> _Task statement_
Would you repeat exactly the part of the listing below that runs from the line containing "let target = scene.params.tree_count.saturating_add_signed(step" down to the line containing "scene.set_param(Param::ShadowIntensity(target));", inclusive, and nothing else?

> _Extracted data_

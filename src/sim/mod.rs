//! Deterministic scene simulation
//!
//! Everything that changes the scene lives here. This module must stay
//! pure and deterministic:
//! - Fixed timestep only
//! - Seeded RNG only
//! - Stable iteration order (storage order)
//! - No rendering or platform dependencies

pub mod animation;
pub mod input;
pub mod light;
pub mod shadow;
pub mod state;
pub mod tick;

pub use input::{DragSession, DragTarget, InputSnapshot, InputTracker, Intent, Interpreter, Key};
pub use shadow::{ShadowArtifact, ShadowCache, ShadowDab, ShadowStamp, ShadowStroke};
pub use state::{ActiveCloudPolicy, Cloud, Param, Scene, SceneParams, Sun, Tree, TreeShape};
pub use tick::{TickOutcome, TickStats, tick};
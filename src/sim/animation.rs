//! Cloud drift

use super::state::Cloud;
use crate::consts::{CLOUD_WRAP_MARGIN, SCREEN_WIDTH};

/// Distance a cloud travels between two visits to the same screen x
pub const WRAP_SPAN: f32 = SCREEN_WIDTH + 2.0 * CLOUD_WRAP_MARGIN;

/// Advance every cloud by one tick of its velocity.
///
/// Clouds leaving past the right margin re-enter from the left; the
/// overshoot is carried over so repeated wraps never lose distance.
pub fn advance(clouds: &mut [Cloud]) {
    for cloud in clouds.iter_mut() {
        cloud.pos.x += cloud.velocity;
        if cloud.pos.x > SCREEN_WIDTH + CLOUD_WRAP_MARGIN {
            cloud.pos.x -= WRAP_SPAN;
        }
    }
}
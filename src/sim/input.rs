//! Input interpretation
//!
//! The host samples device state once per tick into an `InputSnapshot`;
//! the `Interpreter` turns it into `Intent`s in a fixed priority order and
//! owns the drag session that spans press → hold → release.

use glam::Vec2;

use super::state::Scene;
use crate::consts::*;

/// Logical keys the scene reacts to
#[derive(Debug, Clone, Copy, PartialEq, Eq, Hash)]
pub enum Key {
    Up,
    Down,
    Left,
    Right,
    /// Decrease shadow intensity (S)
    ShadowLess,
    /// Increase shadow intensity (D)
    ShadowMore,
    /// Show/hide the environment overlay (M)
    ToggleOverlay,
    /// Leave (Escape)
    Quit,
}

impl Key {
    /// Map a DOM `KeyboardEvent.key` value
    pub fn from_dom_key(key: &str) -> Option<Self> {
        match key {
            "ArrowUp" => Some(Key::Up),
            "ArrowDown" => Some(Key::Down),
            "ArrowLeft" => Some(Key::Left),
            "ArrowRight" => Some(Key::Right),
            "s" | "S" => Some(Key::ShadowLess),
            "d" | "D" => Some(Key::ShadowMore),
            "m" | "M" => Some(Key::ToggleOverlay),
            "Escape" => Some(Key::Quit),
            _ => None,
        }
    }
}

/// Device state sampled for one tick
#[derive(Debug, Clone, Default, PartialEq)]
pub struct InputSnapshot {
    /// Pointer position in screen pixels
    pub pointer: Vec2,
    /// Left button currently held
    pub pointer_down: bool,
    /// Left button went down since the previous tick
    pub pointer_pressed: bool,
    /// Left button went up since the previous tick
    pub pointer_released: bool,
    /// Keys that went down since the previous tick
    pub keys_pressed: Vec<Key>,
}

impl InputSnapshot {
    pub fn key_pressed(&self, key: Key) -> bool {
        self.keys_pressed.contains(&key)
    }
}

/// Accumulates host events between ticks and hands out snapshots
#[derive(Debug, Clone, Default)]
pub struct InputTracker {
    current: InputSnapshot,
}

impl InputTracker {
    pub fn new() -> Self {
        Self::default()
    }

    pub fn pointer_moved(&mut self, pos: Vec2) {
        self.current.pointer = pos;
    }

    pub fn pointer_down(&mut self, pos: Vec2) {
        self.current.pointer = pos;
        if !self.current.pointer_down {
            self.current.pointer_pressed = true;
        }
        self.current.pointer_down = true;
    }

    pub fn pointer_up(&mut self, pos: Vec2) {
        self.current.pointer = pos;
        if self.current.pointer_down {
            self.current.pointer_released = true;
        }
        self.current.pointer_down = false;
    }

    /// Release the button where the pointer was last seen (focus lost mid-drag)
    pub fn pointer_cancel(&mut self) {
        let pos = self.current.pointer;
        self.pointer_up(pos);
    }

    /// Record a key press; auto-repeat is ignored by the caller
    pub fn key_down(&mut self, key: Key) {
        if !self.current.keys_pressed.contains(&key) {
            self.current.keys_pressed.push(key);
        }
    }

    /// Take the state for this tick and clear one-shot edges
    pub fn snapshot(&mut self) -> InputSnapshot {
        let snap = self.current.clone();
        self.current.pointer_pressed = false;
        self.current.pointer_released = false;
        self.current.keys_pressed.clear();
        snap
    }
}

/// What is being dragged
#[derive(Debug, Clone, Copy, PartialEq, Eq)]
pub enum DragTarget {
    Sun,
    /// Index into `Scene::trees`
    Tree(usize),
}

/// A grab in progress
#[derive(Debug, Clone, Copy, PartialEq)]
pub struct DragSession {
    pub target: DragTarget,
    /// Pointer minus target position at grab time
    pub offset: Vec2,
}

/// A state change requested by the user this tick
#[derive(Debug, Clone, Copy, PartialEq)]
pub enum Intent {
    Quit,
    ToggleOverlay,
    /// Step the tree count target
    AdjustTreeCount(i32),
    /// Step the overlay cloud count
    AdjustCloudCount(i32),
    AdjustShadowIntensity(f32),
    /// Step the coarse density (overlay hidden)
    AdjustDensity(f32),
    Grab(DragTarget),
    /// Move the sun toward a position (clamped when applied)
    DragSun(Vec2),
    /// Move a tree toward a position (clamped when applied)
    DragTree { index: usize, pos: Vec2 },
    Release(DragTarget),
}

/// Per-tick input state machine
#[derive(Debug, Clone, Default)]
pub struct Interpreter {
    drag: Option<DragSession>,
}
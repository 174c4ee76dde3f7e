//! Fixed timestep scene tick
//!
//! One tick runs the phases in a fixed order:
//! interpret input → apply intents → advance clouds → revalidate shadows.
//! Shadows are always revalidated before the frame composer reads them.

use super::animation;
use super::input::{DragTarget, InputSnapshot, Intent, Interpreter};
use super::state::{Param, Scene};

/// Whether the run continues after a tick
#[derive(Debug, Clone, Copy, PartialEq, Eq)]
pub enum TickOutcome {
    Continue,
    /// Terminal; no further ticks should run
    Quit,
}

/// Per-tick bookkeeping, mostly for logging and tests
#[derive(Debug, Clone, Copy, Default, PartialEq, Eq)]
pub struct TickStats {
    /// Tree shadows rebuilt this tick
    pub shadows_rebuilt: usize,
}

/// Advance the scene by one tick
pub fn tick(
    scene: &mut Scene,
    interpreter: &mut Interpreter,
    input: &InputSnapshot,
) -> (TickOutcome, TickStats) {
    let intents = interpreter.interpret(input, scene);
    if apply_intents(scene, &intents) == TickOutcome::Quit {
        return (TickOutcome::Quit, TickStats::default());
    }
    if interpreter.forget_removed_trees(scene.trees.len()) {
        log::debug!("Dragged tree was removed; drag ended");
    }

    scene.time_ticks += 1;
    animation::advance(&mut scene.clouds);

    let shadows_rebuilt = revalidate_shadows(scene);
    (TickOutcome::Continue, TickStats { shadows_rebuilt })
}

/// Apply intents in order
pub fn apply_intents(scene: &mut Scene, intents: &[Intent]) -> TickOutcome {
    for intent in intents {
        match *intent {
            Intent::Quit => {
                log::info!("Quit requested at tick {}", scene.time_ticks);
                return TickOutcome::Quit;
            }
            Intent::ToggleOverlay => {
                scene.params.overlay_visible = !scene.params.overlay_visible;
                log::info!("Overlay visible: {}", scene.params.overlay_visible);
            }
            Intent::AdjustTreeCount(step) => {
                let target = scene.params.tree_count.saturating_add_signed(step as isize);
                scene.resize_trees(target);
                log::info!("Tree count: {}", scene.trees.len());
            }
            Intent::AdjustCloudCount(step) => {
                let target = scene.params.cloud_count.saturating_add_signed(step as isize);
                scene.set_param(Param::CloudCount(target));
            }
            Intent::AdjustShadowIntensity(step) => {
                let target = scene.params.shadow_intensity + step;
                scene.set_param(Param::ShadowIntensity(target));
                log::info!("Shadow intensity: {:.1}", scene.params.shadow_intensity);
            }
            Intent::AdjustDensity(step) => {
                let target = scene.params.density + step;
                scene.set_param(Param::Density(target));
            }
            Intent::Grab(target) => {
                log::info!("Grabbed {:?}", target);
            }
            Intent::DragSun(pos) => scene.move_sun(pos),
            Intent::DragTree { index, pos } => scene.move_tree(index, pos),
            Intent::Release(target) => {
                match target {
                    // Every tree's shadow depends on the sun
                    DragTarget::Sun => {
                        for tree in &mut scene.trees {
                            tree.shadow.invalidate();
                        }
                    }
                    DragTarget::Tree(index) => {
                        if let Some(tree) = scene.trees.get_mut(index) {
                            tree.shadow.invalidate();
                        }
                    }
                }
                log::info!("Released {:?}", target);
            }
        }
    }
    TickOutcome::Continue
}

/// Bring every tree's cached shadow up to date with the current sun and
/// intensity. Returns how many were rebuilt.
pub fn revalidate_shadows(scene: &mut Scene) -> usize {
    let light = scene.sun.pos;
    let intensity = scene.params.shadow_intensity;
    let mut rebuilt = 0;
    for (i, tree) in scene.trees.iter_mut().enumerate() {
        if tree.ensure_shadow(light, intensity) {
            rebuilt += 1;
            let art = tree.shadow.artifact();
            log::debug!(
                "Shadow {} rebuilt: length {:.1}, {} dabs",
                i,
                art.length,
                art.dabs.len()
            );
        }
    }
    rebuilt
}

#[cfg(test)]
mod tests {
    use super::*;
    use crate::consts::*;
    use crate::settings::Settings;
    use crate::sim::input::Key;
    use crate::sim::state::Tree;
    use glam::Vec2;

    fn setup() -> (Scene, Interpreter) {
        (Scene::new(&Settings::default(), 4242), Interpreter::new())
    }

    fn keys(keys: &[Key]) -> InputSnapshot {
        InputSnapshot {
            keys_pressed: keys.to_vec(),
            ..Default::default()
        }
    }

    #[test]
    fn test_first_tick_builds_all_shadows_then_idles() {
        let (mut scene, mut interp) = setup();
        let (outcome, stats) = tick(&mut scene, &mut interp, &InputSnapshot::default());
        assert_eq!(outcome, TickOutcome::Continue);
        assert_eq!(stats.shadows_rebuilt, DEFAULT_TREES);

        let (_, stats) = tick(&mut scene, &mut interp, &InputSnapshot::default());
        assert_eq!(stats.shadows_rebuilt, 0);
        for t in &scene.trees {
            assert_eq!(t.shadow.rasterizations(), 1);
        }
    }

    #[test]
    fn test_quit_is_terminal() {
        let (mut scene, mut interp) = setup();
        let before = scene.clouds.clone();
        let (outcome, _) = tick(&mut scene, &mut interp, &keys(&[Key::Quit]));
        assert_eq!(outcome, TickOutcome::Quit);
        assert_eq!(scene.clouds, before);
        assert_eq!(scene.time_ticks, 0);
    }

    #[test]
    fn test_clouds_advance_each_tick() {
        let (mut scene, mut interp) = setup();
        let x0 = scene.clouds[0].pos.x;
        let v = scene.clouds[0].velocity;
        tick(&mut scene, &mut interp, &InputSnapshot::default());
        let x1 = scene.clouds[0].pos.x;
        assert!((x1 - x0 - v).abs() < 1e-4 || x1 < 0.0);
    }

    #[test]
    fn test_drag_sun_to_corner_is_clamped() {
        let (mut scene, mut interp) = setup();
        let start = scene.sun.pos;

        let press = InputSnapshot {
            pointer: start,
            pointer_down: true,
            pointer_pressed: true,
            ..Default::default()
        };
        tick(&mut scene, &mut interp, &press);

        let drag = InputSnapshot {
            pointer: Vec2::new(10.0, 10.0),
            pointer_down: true,
            ..Default::default()
        };
        tick(&mut scene, &mut interp, &drag);

        let release = InputSnapshot {
            pointer: Vec2::new(10.0, 10.0),
            pointer_released: true,
            ..Default::default()
        };
        tick(&mut scene, &mut interp, &release);

        assert_eq!(scene.sun.pos, Vec2::new(SUN_RADIUS, SUN_RADIUS));
        assert!(interp.drag().is_none());
    }

    #[test]
    fn test_moving_sun_invalidates_every_tree() {
        let (mut scene, mut interp) = setup();
        tick(&mut scene, &mut interp, &InputSnapshot::default());

        scene.move_sun(Vec2::new(200.0, 150.0));
        let light = scene.sun.pos;
        let intensity = scene.params.shadow_intensity;
        for t in &scene.trees {
            assert!(!t.shadow.is_valid_for(&t.shadow_stamp(light, intensity)));
        }
        assert_eq!(revalidate_shadows(&mut scene), DEFAULT_TREES);
    }

    #[test]
    fn test_moving_one_tree_invalidates_only_that_tree() {
        let (mut scene, mut interp) = setup();
        tick(&mut scene, &mut interp, &InputSnapshot::default());

        let target = scene.trees[2].pos;
        let press = InputSnapshot {
            pointer: target - Vec2::new(0.0, 5.0),
            pointer_down: true,
            pointer_pressed: true,
            ..Default::default()
        };
        // Make sure nothing earlier in storage order overlaps the grab point
        for i in 0..2 {
            scene.trees[i].pos = Vec2::new(if target.x > 400.0 { 60.0 } else { 740.0 }, 599.0);
        }
        scene.sun.pos = Vec2::new(SUN_RADIUS, SUN_RADIUS);
        revalidate_shadows(&mut scene);

        let (_, stats) = tick(&mut scene, &mut interp, &press);
        assert_eq!(interp.drag().unwrap().target, DragTarget::Tree(2));
        assert_eq!(stats.shadows_rebuilt, 0);

        let drag = InputSnapshot {
            pointer: press.pointer + Vec2::new(3.0, 4.0),
            pointer_down: true,
            ..Default::default()
        };
        let (_, stats) = tick(&mut scene, &mut interp, &drag);
        assert_eq!(stats.shadows_rebuilt, 1);
        assert_eq!(scene.trees[2].pos, Tree::clamp_position(target + Vec2::new(3.0, 4.0)));
    }

    #[test]
    fn test_intensity_change_invalidates_all() {
        let (mut scene, mut interp) = setup();
        scene.params.overlay_visible = true;
        tick(&mut scene, &mut interp, &InputSnapshot::default());

        let (_, stats) = tick(&mut scene, &mut interp, &keys(&[Key::ShadowMore]));
        assert_eq!(scene.params.shadow_intensity, 1.1);
        assert_eq!(stats.shadows_rebuilt, DEFAULT_TREES);
    }

    #[test]
    fn test_grow_trees_only_builds_new_shadows() {
        let (mut scene, mut interp) = setup();
        scene.params.overlay_visible = true;
        tick(&mut scene, &mut interp, &InputSnapshot::default());

        for _ in 0..3 {
            tick(&mut scene, &mut interp, &keys(&[Key::Up]));
        }
        assert_eq!(scene.trees.len(), 8);
        for t in &scene.trees {
            assert_eq!(t.shadow.rasterizations(), 1);
        }
    }

    #[test]
    fn test_removing_dragged_tree_ends_the_drag() {
        let (mut scene, mut interp) = setup();
        scene.params.overlay_visible = true;
        scene.sun.pos = Vec2::new(SUN_RADIUS, SUN_RADIUS);
        for (i, t) in scene.trees.iter_mut().enumerate() {
            t.pos = Vec2::new(100.0 + 120.0 * i as f32, 560.0);
        }
        tick(&mut scene, &mut interp, &InputSnapshot::default());

        let grab_at = scene.trees[4].pos - Vec2::new(0.0, 5.0);
        let press = InputSnapshot {
            pointer: grab_at,
            pointer_down: true,
            pointer_pressed: true,
            ..Default::default()
        };
        tick(&mut scene, &mut interp, &press);
        assert_eq!(interp.drag().unwrap().target, DragTarget::Tree(4));

        let holding = |keys_pressed: Vec<Key>, pointer: Vec2| InputSnapshot {
            pointer,
            pointer_down: true,
            keys_pressed,
            ..Default::default()
        };
        tick(&mut scene, &mut interp, &holding(vec![Key::Down], grab_at));
        assert_eq!(scene.trees.len(), 4);
        assert!(interp.drag().is_none());

        tick(&mut scene, &mut interp, &holding(vec![Key::Up], grab_at));
        assert_eq!(scene.trees.len(), 5);
        let spawned = scene.trees[4].pos;

        tick(&mut scene, &mut interp, &holding(vec![], Vec2::new(300.0, 530.0)));
        assert_eq!(scene.trees[4].pos, spawned);

        let release = InputSnapshot {
            pointer: Vec2::new(300.0, 530.0),
            pointer_released: true,
            ..Default::default()
        };
        tick(&mut scene, &mut interp, &release);
        assert!(interp.drag().is_none());
    }

    #[test]
    fn test_repeated_steps_saturate() {
        let (mut scene, mut interp) = setup();
        for _ in 0..100 {
            tick(&mut scene, &mut interp, &keys(&[Key::Up]));
        }
        assert_eq!(scene.params.density, 1.0);
        for _ in 0..100 {
            tick(&mut scene, &mut interp, &keys(&[Key::Down]));
        }
        assert_eq!(scene.params.density, 0.0);

        tick(&mut scene, &mut interp, &keys(&[Key::ToggleOverlay]));
        for _ in 0..100 {
            tick(&mut scene, &mut interp, &keys(&[Key::Up, Key::Right, Key::ShadowMore]));
        }
        assert_eq!(scene.params.tree_count, MAX_TREES);
        assert_eq!(scene.trees.len(), MAX_TREES);
        assert_eq!(scene.params.cloud_count, MAX_CLOUDS);
        assert_eq!(scene.params.shadow_intensity, MAX_SHADOW_INTENSITY);

        for _ in 0..100 {
            tick(&mut scene, &mut interp, &keys(&[Key::Down, Key::Left, Key::ShadowLess]));
        }
        assert_eq!(scene.params.tree_count, MIN_TREES);
        assert_eq!(scene.trees.len(), MIN_TREES);
        assert_eq!(scene.params.cloud_count, 0);
        assert_eq!(scene.params.shadow_intensity, MIN_SHADOW_INTENSITY);
    }
}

> _Exercise solution_
                let target = scene.params.tree_count.saturating_add_signed(step as isize);
                scene.resize_trees(target);
                log::info!("Tree count: {}", scene.trees.len());
            }
            Intent::AdjustCloudCount(step) => {
                let target = scene.params.cloud_count.saturating_add_signed(step as isize);
                scene.set_param(Param::CloudCount(target));
            }
            Intent::AdjustShadowIntensity(step) => {
                let target = scene.params.shadow_intensity + step;
                scene.set_param(Param::ShadowIntensity(target));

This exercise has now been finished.